DATA RECORDS section start

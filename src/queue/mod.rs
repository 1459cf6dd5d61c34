pub mod job;
pub mod memory_queue;
pub mod redis_queue;

pub use job::{EmailBody, EmailJob, EmailTemplate, JobStatus};
pub use memory_queue::InMemoryQueue;
pub use redis_queue::RedisQueue;

use async_trait::async_trait;
use uuid::Uuid;

use crate::error::AppResult;

/// Email job queue, abstracting the queue backend
#[async_trait]
pub trait JobQueue: Send + Sync {
    /// Push a job onto the queue
    async fn enqueue(&self, job: EmailJob) -> AppResult<Uuid>;

    /// Pop the next job from the queue (blocking with timeout)
    async fn dequeue(&self, timeout_seconds: u64) -> AppResult<Option<EmailJob>>;

    /// Get job by ID
    async fn get_job(&self, job_id: Uuid) -> AppResult<Option<EmailJob>>;

    /// Mark job as delivered
    async fn complete_job(&self, job_id: Uuid) -> AppResult<()>;

    /// Mark job as failed with error message; returns the resulting status
    async fn fail_job(&self, job_id: Uuid, error: String, retryable: bool)
        -> AppResult<JobStatus>;

    /// Get queue length
    async fn queue_length(&self) -> AppResult<u64>;

    /// Requeue failed job for retry
    async fn requeue(&self, job_id: Uuid) -> AppResult<()>;
}
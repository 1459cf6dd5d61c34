use async_trait::async_trait;
use redis::aio::ConnectionManager;
use redis::AsyncCommands;
use uuid::Uuid;

use crate::error::{AppError, AppResult};
use crate::queue::{EmailJob, JobQueue, JobStatus};

/// Waiting job ids, oldest at the head
const WAITING_LIST: &str = "volunteer:mail:queue";
/// Each job is stored as JSON under this prefix followed by its id
const JOB_KEY_PREFIX: &str = "volunteer:mail:";

/// Delivered and dead jobs expire after a week
const FINISHED_JOB_TTL_SECONDS: u64 = 7 * 24 * 60 * 60;

fn job_key(job_id: Uuid) -> String {
    format!("{JOB_KEY_PREFIX}{job_id}")
}

fn encode(job: &EmailJob) -> AppResult<String> {
    serde_json::to_string(job)
        .map_err(|e| AppError::Internal(format!("Serialization error: {}", e)))
}

fn decode(json: &str) -> AppResult<EmailJob> {
    serde_json::from_str(json)
        .map_err(|e| AppError::Internal(format!("Deserialization error: {}", e)))
}

/// Email queue shared between the API process and the worker through Redis
#[derive(Clone)]
pub struct RedisQueue {
    conn: ConnectionManager,
}

impl RedisQueue {
    pub fn new(conn: ConnectionManager) -> Self {
        Self { conn }
    }

    /// Write the job record; finished jobs get an expiry
    async fn store(&self, job: &EmailJob) -> AppResult<()> {
        let json = encode(job)?;
        let mut conn = self.conn.clone();
        let _: () = if job.status.is_terminal() {
            conn.set_ex(job_key(job.id), json, FINISHED_JOB_TTL_SECONDS).await?
        } else {
            conn.set(job_key(job.id), json).await?
        };
        Ok(())
    }

    /// Write the job record and append its id to the waiting list in one step
    async fn store_and_push(&self, job: &EmailJob) -> AppResult<()> {
        let json = encode(job)?;
        let mut conn = self.conn.clone();
        let _: () = redis::pipe()
            .atomic()
            .set(job_key(job.id), json)
            .ignore()
            .rpush(WAITING_LIST, job.id.to_string())
            .ignore()
            .query_async(&mut conn)
            .await?;
        Ok(())
    }

    /// Load, change and write back a job that must exist
    async fn modify<T>(
        &self,
        job_id: Uuid,
        change: impl FnOnce(&mut EmailJob) -> T,
    ) -> AppResult<(EmailJob, T)> {
        let mut job = self
            .get_job(job_id)
            .await?
            .ok_or_else(|| AppError::NotFound("Job".to_string()))?;
        let out = change(&mut job);
        self.store(&job).await?;
        Ok((job, out))
    }
}

#[async_trait]
impl JobQueue for RedisQueue {
    async fn enqueue(&self, job: EmailJob) -> AppResult<Uuid> {
        self.store_and_push(&job).await?;
        tracing::debug!(job_id = %job.id, to = %job.to, "Email job enqueued");
        Ok(job.id)
    }

    async fn dequeue(&self, timeout_seconds: u64) -> AppResult<Option<EmailJob>> {
        let mut conn = self.conn.clone();
        let popped: Option<(String, String)> =
            conn.blpop(WAITING_LIST, timeout_seconds as f64).await?;
        let Some((_, raw_id)) = popped else {
            return Ok(None);
        };

        let job_id = Uuid::parse_str(&raw_id)
            .map_err(|e| AppError::Internal(format!("Invalid job id {raw_id}: {e}")))?;

        match self.modify(job_id, EmailJob::start).await {
            Ok((job, ())) => {
                tracing::debug!(job_id = %job_id, "Email job dequeued");
                Ok(Some(job))
            }
            Err(AppError::NotFound(_)) => {
                tracing::warn!(job_id = %job_id, "Queued email job has no record, skipping");
                Ok(None)
            }
            Err(e) => Err(e),
        }
    }

    async fn get_job(&self, job_id: Uuid) -> AppResult<Option<EmailJob>> {
        let mut conn = self.conn.clone();
        let json: Option<String> = conn.get(job_key(job_id)).await?;
        json.as_deref().map(decode).transpose()
    }

    async fn complete_job(&self, job_id: Uuid) -> AppResult<()> {
        let (job, ()) = self.modify(job_id, EmailJob::complete).await?;
        tracing::info!(job_id = %job_id, to = %job.to, "Email job completed");
        Ok(())
    }

    async fn fail_job(
        &self,
        job_id: Uuid,
        error: String,
        retryable: bool,
    ) -> AppResult<JobStatus> {
        let (job, status) = self
            .modify(job_id, |job| job.fail(error, retryable))
            .await?;

        tracing::warn!(
            job_id = %job_id,
            status = status.as_str(),
            retry_count = job.retry_count,
            error = job.error_message.as_deref().unwrap_or_default(),
            "Email job failed"
        );

        Ok(status)
    }

    async fn queue_length(&self) -> AppResult<u64> {
        let mut conn = self.conn.clone();
        Ok(conn.llen(WAITING_LIST).await?)
    }

    async fn requeue(&self, job_id: Uuid) -> AppResult<()> {
        let mut job = self
            .get_job(job_id)
            .await?
            .ok_or_else(|| AppError::NotFound("Job".to_string()))?;
        job.reset_for_retry()?;
        self.store_and_push(&job).await?;

        tracing::info!(job_id = %job_id, retry_count = job.retry_count, "Email job requeued");
        Ok(())
    }
}
use serde::{Deserialize, Serialize};

#[derive(Debug, Clone, PartialEq, Eq, Serialize, Deserialize)]
pub struct Skill {
    pub id: i32,
    pub name: String,
}
use async_trait::async_trait;
use sea_orm::{
    ActiveModelTrait, ActiveValue::NotSet, ColumnTrait, DatabaseConnection, EntityTrait,
    QueryFilter, QueryOrder, Set,
};

use crate::entity::user_project::{self, ActiveModel, Column, Entity as UserProjectEntity};
use crate::error::{AppError, AppResult};
use crate::models::{UserProject, UserProjectStatus};
use crate::repositories::UserProjectStore;

/// Application row repository; the table is unique on (user, project, status)
#[derive(Clone)]
pub struct UserProjectRepository {
    db: DatabaseConnection,
}

impl UserProjectRepository {
    pub fn new(db: DatabaseConnection) -> Self {
        Self { db }
    }
}

#[async_trait]
impl UserProjectStore for UserProjectRepository {
    async fn find_by_user_project_and_status(
        &self,
        user_id: i32,
        project_id: i32,
        status: UserProjectStatus,
    ) -> AppResult<Vec<UserProject>> {
        let models = UserProjectEntity::find()
            .filter(Column::UserId.eq(user_id))
            .filter(Column::ProjectId.eq(project_id))
            .filter(Column::Status.eq(status))
            .all(&self.db)
            .await?;

        Ok(models.into_iter().map(|m| m.into()).collect())
    }

    async fn find_by_project(&self, project_id: i32) -> AppResult<Vec<UserProject>> {
        let models = UserProjectEntity::find()
            .filter(Column::ProjectId.eq(project_id))
            .order_by_asc(Column::Id)
            .all(&self.db)
            .await?;

        Ok(models.into_iter().map(|m| m.into()).collect())
    }

    async fn create(
        &self,
        user_id: i32,
        project_id: i32,
        status: UserProjectStatus,
    ) -> AppResult<UserProject> {
        let model = ActiveModel {
            id: NotSet,
            user_id: Set(user_id),
            project_id: Set(project_id),
            status: Set(status),
            created_at: Set(time::OffsetDateTime::now_utc()),
        };

        // A concurrent identical request loses on the unique index
        let result = model.insert(&self.db).await.map_err(|e| match AppError::from(e) {
            AppError::Conflict(_) => AppError::Conflict("Application".to_string()),
            other => other,
        })?;

        Ok(result.into())
    }

    async fn delete_by_project_and_status(
        &self,
        project_id: i32,
        status: UserProjectStatus,
    ) -> AppResult<u64> {
        let result = UserProjectEntity::delete_many()
            .filter(Column::ProjectId.eq(project_id))
            .filter(Column::Status.eq(status))
            .exec(&self.db)
            .await?;

        Ok(result.rows_affected)
    }
}

// Conversion from SeaORM model to our domain model
impl From<user_project::Model> for UserProject {
    fn from(m: user_project::Model) -> Self {
        Self {
            id: m.id,
            user_id: m.user_id,
            project_id: m.project_id,
            status: m.status,
            created_at: m.created_at,
        }
    }
}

DATA RECORDS section end

▶ [WHAT THE TASK ASKS]:
Reproduce the lines above, beginning at the line with "pub mod redis_queue;" and stopping after the line with "use redis::aio::ConnectionManager;", exactly as they are.

▶ [ANSWER AREA]:
pub mod redis_queue;

pub use job::{EmailBody, EmailJob, EmailTemplate, JobStatus};
pub use memory_queue::InMemoryQueue;
pub use redis_queue::RedisQueue;

use async_trait::async_trait;
use uuid::Uuid;

use crate::error::AppResult;

/// Email job queue, abstracting the queue backend
#[async_trait]
pub trait JobQueue: Send + Sync {
    /// Push a job onto the queue
    async fn enqueue(&self, job: EmailJob) -> AppResult<Uuid>;

    /// Pop the next job from the queue (blocking with timeout)
    async fn dequeue(&self, timeout_seconds: u64) -> AppResult<Option<EmailJob>>;

    /// Get job by ID
    async fn get_job(&self, job_id: Uuid) -> AppResult<Option<EmailJob>>;

    /// Mark job as delivered
    async fn complete_job(&self, job_id: Uuid) -> AppResult<()>;

    /// Mark job as failed with error message; returns the resulting status
    async fn fail_job(&self, job_id: Uuid, error: String, retryable: bool)
        -> AppResult<JobStatus>;

    /// Get queue length
    async fn queue_length(&self) -> AppResult<u64>;

    /// Requeue failed job for retry
    async fn requeue(&self, job_id: Uuid) -> AppResult<()>;
}
repository 1459cf6dd5d61c34
use async_trait::async_trait;
use redis::aio::ConnectionManager;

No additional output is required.